DVC goes beyond simple file versioning. It introduces the concept of pipelines — a DAG (Directed Acyclic Graph) of stages defined in a dvc.yaml file. Each stage specifies its command, its inputs (dependencies), and its outputs, so DVC can determine which stages need to re-run when inputs change. The result is a build system for ML: reproducible, incremental, and version-controlled alongside the code that produced it.

DVC integrates tightly with Git workflows. A dvc.lock file, committed to Git, captures the exact content hash of every input and output at the time a pipeline ran, so checking out a historical Git commit and running dvc pull restores the exact dataset and model artifacts that existed at that point in history.

How it works

Initializing a DVC repository

Running dvc init inside a Git repository creates a .dvc/ directory that holds DVC's configuration and local cache. DVC registers a .gitignore entry for the cache folder and adds a few small tracking files that must be committed to Git. From this point, dvc add <file> creates a .dvc pointer file for any large file — the actual bytes go into the local cache and are never committed to Git. This two-layer approach means the repository stays fast to clone while DVC manages the heavy assets separately.
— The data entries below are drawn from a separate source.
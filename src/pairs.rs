//! Pairs — owned, capacity-bounded, insertion-ordered buffer of key/value records.
//!
//! Read side (что видит граница):
//! - capacity() / len() — чистые чтения;
//! - get(i) — ссылка на запись i; i >= len() это баг вызывающего → panic
//!   (на C ABI — abort), никаких default-значений.
//!
//! Producer side: new/with_config, push (рост удвоением до pairs_max_cap),
//! clear, load_lines. Все ошибки сначала пишутся в errno-слот потока.

use std::io::BufRead;
use std::ops::Index;

use log::{debug, warn};
use serde::Serialize;

use crate::config::{self, RillConfig};
use crate::consts::PAIRS_GROWTH_FACTOR;
use crate::errno::fail;
use crate::error::{Error, ErrorKind, Result};
use crate::metrics;

pub type Key = u64;
pub type Val = u64;

/// One fixed-size key/value record (C layout: two u64).
#[repr(C)]
#[derive(Debug, Clone, Copy, PartialEq, Eq, PartialOrd, Ord, Hash, Serialize)]
pub struct Kv {
    pub key: Key,
    pub val: Val,
}

impl Kv {
    pub const fn new(key: Key, val: Val) -> Self {
        Self { key, val }
    }
}

impl From<(Key, Val)> for Kv {
    fn from((key, val): (Key, Val)) -> Self {
        Self { key, val }
    }
}

/// Invariant: `data.len() <= cap <= max_cap` and `data.capacity() >= cap`.
#[derive(Debug)]
pub struct Pairs {
    cap: usize,
    max_cap: usize,
    data: Vec<Kv>,
}

impl Pairs {
    /// Allocate with the process-wide config (see `config::global`).
    pub fn new(cap: usize) -> Result<Pairs> {
        Self::with_config(cap, config::global())
    }

    pub fn with_config(cap: usize, cfg: &RillConfig) -> Result<Pairs> {
        // pub fields / with_* can skip build()
        let cfg = cfg.clone().build();
        let cap = cap.max(cfg.pairs_min_cap);
        if cap > cfg.pairs_max_cap {
            return fail(Error::new(
                ErrorKind::CapExceeded,
                format!("unable to allocate pairs: cap={} above max={}", cap, cfg.pairs_max_cap),
            ));
        }

        let mut data = Vec::new();
        if let Err(e) = data.try_reserve_exact(cap) {
            return fail(
                Error::new(
                    ErrorKind::NoMem,
                    format!("unable to allocate pairs: cap={}: {}", cap, e),
                )
                .with_errno(libc::ENOMEM),
            );
        }

        metrics::record_pairs_alloc();
        debug!("pairs: alloc cap={} max_cap={}", cap, cfg.pairs_max_cap);
        Ok(Pairs {
            cap,
            max_cap: cfg.pairs_max_cap,
            data,
        })
    }

    pub fn capacity(&self) -> usize {
        self.cap
    }

    pub fn len(&self) -> usize {
        self.data.len()
    }

    pub fn is_empty(&self) -> bool {
        self.data.is_empty()
    }

    /// Record at insertion position `index`.
    ///
    /// Panics if `index >= len()`.
    pub fn get(&self, index: usize) -> &Kv {
        assert!(
            index < self.data.len(),
            "pairs index out of bounds: index={} len={}",
            index,
            self.data.len()
        );
        &self.data[index]
    }

    /// Append a record, growing capacity if needed. On error the buffer is unchanged.
    pub fn push(&mut self, key: Key, val: Val) -> Result<()> {
        if self.data.len() == self.cap {
            self.grow()?;
        }
        self.data.push(Kv { key, val });
        metrics::record_pairs_push();
        Ok(())
    }

    fn grow(&mut self) -> Result<()> {
        if self.cap >= self.max_cap {
            warn!("pairs: push refused, cap={} is max", self.cap);
            return fail(Error::new(
                ErrorKind::CapExceeded,
                format!("unable to push to pairs: cap={} is max", self.cap),
            ));
        }

        let new_cap = self
            .cap
            .saturating_mul(PAIRS_GROWTH_FACTOR)
            .max(self.cap + 1)
            .min(self.max_cap);
        if let Err(e) = self.data.try_reserve_exact(new_cap - self.data.len()) {
            return fail(
                Error::new(
                    ErrorKind::NoMem,
                    format!("unable to grow pairs: {} -> {}: {}", self.cap, new_cap, e),
                )
                .with_errno(libc::ENOMEM),
            );
        }

        debug!("pairs: grow {} -> {}", self.cap, new_cap);
        metrics::record_pairs_grow();
        self.cap = new_cap;
        Ok(())
    }

    /// Drop all records, keep capacity.
    pub fn clear(&mut self) {
        self.data.clear();
    }

    pub fn iter(&self) -> std::slice::Iter<'_, Kv> {
        self.data.iter()
    }

    pub fn as_slice(&self) -> &[Kv] {
        &self.data
    }

    /// Append `key val` lines from `r` (blank lines and `#` comments skipped).
    /// Returns the number of records pushed. Stops at the first bad line;
    /// records pushed before it stay in the buffer.
    pub fn load_lines<R: BufRead>(&mut self, r: R) -> Result<usize> {
        let mut pushed = 0usize;
        for (i, line) in r.lines().enumerate() {
            let lineno = i + 1;
            let line = match line {
                Ok(l) => l,
                Err(e) => return fail(Error::from_io(&e, format!("read line {}", lineno))),
            };
            match crate::util::parse_kv_line(&line) {
                Ok(None) => {}
                Ok(Some((key, val))) => {
                    self.push(key, val)?;
                    pushed += 1;
                }
                Err(msg) => {
                    return fail(Error::new(
                        ErrorKind::InvalidArg,
                        format!("line {}: {}", lineno, msg),
                    ))
                }
            }
        }
        Ok(pushed)
    }
}

impl Index<usize> for Pairs {
    type Output = Kv;

    fn index(&self, index: usize) -> &Kv {
        self.get(index)
    }
}

impl<'a> IntoIterator for &'a Pairs {
    type Item = &'a Kv;
    type IntoIter = std::slice::Iter<'a, Kv>;

    fn into_iter(self) -> Self::IntoIter {
        self.iter()
    }
}

impl Drop for Pairs {
    fn drop(&mut self) {
        metrics::record_pairs_free();
    }
}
Defining and running pipelines

A dvc.yaml file declares each pipeline stage with its command, input dependencies, and output artifacts. When you run dvc repro, DVC inspects the dependency graph, compares content hashes of all inputs against the dvc.lock snapshot, and re-runs only the stages whose inputs have changed. This is analogous to make but content-addressed rather than timestamp-based, so it is deterministic even across machines and CI runners. Pipelines can be parameterized via a params.yaml file, and DVC records which parameter values were used in each run.
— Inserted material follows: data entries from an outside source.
use std::rc::Rc;

use anyhow::{Context, Result, ensure};
use glutin::context::{NotCurrentGlContext, PossiblyCurrentContext, PossiblyCurrentGlContext};
use glutin::display::{GetGlDisplay, GlDisplay};
use glutin::surface::{GlSurface, Surface, WindowSurface};
use glutin_winit::GlWindow;
use raw_window_handle::HasWindowHandle;
use winit::dpi::{PhysicalPosition, PhysicalSize};
use winit::event_loop::EventLoop;
use winit::window::{Window as NativeWindow, WindowAttributes, WindowButtons, WindowId};

use crate::context::{BaseContext, ContextInit};

/// Placement and size of a new window.
///
/// `size` is the client area; the outer frame is derived by the windowing
/// layer from the border style.
#[derive(Debug, Clone, Eq, PartialEq)]
pub struct WindowConfig {
    pub title: String,
    pub position: (i32, i32),
    pub size: (u32, u32),
}

impl WindowConfig {
    pub fn new(position: (i32, i32), size: (u32, u32)) -> Self {
        Self {
            title: "Window".to_string(),
            position,
            size,
        }
    }

    /// Builds a config from host-supplied signed integers.
    pub fn from_signed(position: (i32, i32), size: (i32, i32)) -> Result<Self> {
        let (w, h) = size;
        ensure!(w > 0 && h > 0, "window size must be positive, got {w}x{h}");
        Ok(Self::new(position, (w.unsigned_abs(), h.unsigned_abs())))
    }

    pub fn with_title(mut self, title: impl Into<String>) -> Self {
        self.title = title.into();
        self
    }

    fn validate(&self) -> Result<()> {
        let (w, h) = self.size;
        ensure!(w > 0 && h > 0, "window size must be positive, got {w}x{h}");
        Ok(())
    }

    /// Captioned, fixed-size frame with only a close button, shown on creation.
    pub(crate) fn window_attributes(&self) -> WindowAttributes {
        let (x, y) = self.position;
        let (w, h) = self.size;

        NativeWindow::default_attributes()
            .with_title(self.title.clone())
            .with_position(PhysicalPosition::new(x, y))
            .with_inner_size(PhysicalSize::new(w, h))
            .with_resizable(false)
            .with_enabled_buttons(WindowButtons::CLOSE)
            .with_visible(true)
    }
}

/// A visible window with its own OpenGL context.
///
/// The context shares objects (buffers, textures, programs) with the base
/// context. Dropping the window releases the context, the surface and the
/// native window, in that order.
pub struct Window {
    context: PossiblyCurrentContext,
    surface: Surface<WindowSurface>,
    window: NativeWindow,
    base: Rc<BaseContext>,
    width: u32,
    height: u32,
}

impl Window {
    pub(crate) fn create(
        event_loop: &EventLoop<()>,
        base: &Rc<BaseContext>,
        init: &ContextInit,
        config: &WindowConfig,
    ) -> Result<Self> {
        config.validate()?;

        // Same format as the base surface; sharing requires compatible formats.
        let gl_config = base.config();
        let display = gl_config.display();

        let window =
            glutin_winit::finalize_window(event_loop, config.window_attributes(), gl_config)
                .context("failed to create the native window")?;

        let handle = window
            .window_handle()
            .context("window has no native handle")?
            .as_raw();

        let surface_attrs = window
            .build_surface_attributes(Default::default())
            .context("failed to describe the window surface")?;

        // SAFETY: `window` is stored next to the surface and dropped after it.
        let surface = unsafe { display.create_window_surface(gl_config, &surface_attrs) }
            .context("failed to apply the pixel format to the window")?;

        let attrs = init.context_attributes(Some(base.context()), Some(handle));

        // SAFETY: as above.
        let context = unsafe { display.create_context(gl_config, &attrs) }
            .context("failed to create a shared window context")?
            .treat_as_possibly_current();

        let (width, height) = config.size;
        log::info!(
            "window {:?} created at {:?}, client area {width}x{height}",
            window.id(),
            config.position,
        );

        Ok(Self {
            context,
            surface,
            window,
            base: Rc::clone(base),
            width,
            height,
        })
    }

    /// Makes this window's context current on the calling thread.
    pub fn enter_context(&self) -> Result<()> {
        self.context
            .make_current(&self.surface)
            .context("failed to make the window context current")
    }

    /// Restores the base context as current.
    pub fn exit_context(&self) -> Result<()> {
        self.base.make_current()
    }

    /// Enters this window's context until the returned guard is dropped.
    pub fn scope(&self) -> Result<CurrentGuard<'_>> {
        self.enter_context()?;
        Ok(CurrentGuard { window: self })
    }

    /// Presents this window's back buffer.
    ///
    /// The frame pump only swaps the base surface; windows with a
    /// double-buffered format present through this call.
    pub fn swap_buffers(&self) -> Result<()> {
        self.surface
            .swap_buffers(&self.context)
            .context("failed to swap the window surface")
    }

    pub fn is_current(&self) -> bool {
        self.context.is_current()
    }

    pub fn id(&self) -> WindowId {
        self.window.id()
    }

    /// Requested client width.
    pub fn width(&self) -> u32 {
        self.width
    }

    /// Requested client height.
    pub fn height(&self) -> u32 {
        self.height
    }

    pub fn size(&self) -> (u32, u32) {
        (self.width, self.height)
    }
}

impl Drop for Window {
    fn drop(&mut self) {
        if self.context.is_current() {
            if let Err(err) = self.base.make_current() {
                log::warn!("{err:#}");
            }
        }

        log::debug!("destroying window {:?}", self.window.id());
    }
}

/// Holds a window's context current; restores the base context on drop.
pub struct CurrentGuard<'a> {
    window: &'a Window,
}

impl Drop for CurrentGuard<'_> {
    fn drop(&mut self) {
        if let Err(err) = self.window.exit_context() {
            log::warn!("{err:#}");
        }
    }
}

#[cfg(test)]
mod tests {
    use super::*;
    use winit::dpi::{Position, Size};

    #[test]
    fn signed_sizes_must_be_positive() {
        assert!(WindowConfig::from_signed((0, 0), (0, 400)).is_err());
        assert!(WindowConfig::from_signed((0, 0), (400, -1)).is_err());
    }

    #[test]
    fn signed_config_keeps_values() {
        let config = WindowConfig::from_signed((-20, 50), (640, 480)).unwrap();
        assert_eq!(config.position, (-20, 50));
        assert_eq!(config.size, (640, 480));
        assert_eq!(config.title, "Window");
    }

    #[test]
    fn zero_size_fails_validation() {
        assert!(WindowConfig::new((0, 0), (0, 0)).validate().is_err());
        assert!(WindowConfig::new((0, 0), (1, 1)).validate().is_ok());
    }

    #[test]
    fn attributes_request_client_size_at_position() {
        let attrs = WindowConfig::new((50, 500), (400, 300)).window_attributes();

        assert_eq!(
            attrs.inner_size,
            Some(Size::Physical(PhysicalSize::new(400, 300)))
        );
        assert_eq!(
            attrs.position,
            Some(Position::Physical(PhysicalPosition::new(50, 500)))
        );
    }

    #[test]
    fn attributes_use_fixed_frame_with_close_button() {
        let attrs = WindowConfig::new((0, 0), (10, 10))
            .with_title("probe")
            .window_attributes();

        assert_eq!(attrs.title, "probe");
        assert!(attrs.visible);
        assert!(!attrs.resizable);
        assert_eq!(attrs.enabled_buttons, WindowButtons::CLOSE);
    }
}
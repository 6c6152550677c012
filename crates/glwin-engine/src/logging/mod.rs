//! Logging utilities.
//!
//! Centralizes logger initialization. Everything else in the crate logs
//! through the `log` facade only.

mod init;

pub use init::{init_logging, LoggingConfig, DEFAULT_LEVEL};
Remote storage and collaboration

A DVC remote is a storage location configured with dvc remote add. Teams typically configure a shared cloud bucket so all members pull the same data. dvc push uploads new or changed artifacts to the remote, and dvc pull downloads exactly the versions referenced by the current Git commit's dvc.lock. This workflow means onboarding a new team member to a project is git clone followed by dvc pull — a single command that materializes the correct dataset and model artifacts for that branch.

Experiments

dvc exp run and dvc exp show provide a lightweight experiment-tracking layer on top of pipelines. Each experiment is a temporary Git stash of parameter changes and result metrics, which can be compared in a table and promoted to a full branch if promising. This is less feature-rich than dedicated tools like MLflow or W&B, but it has the advantage of requiring zero additional infrastructure — everything lives in the Git repository.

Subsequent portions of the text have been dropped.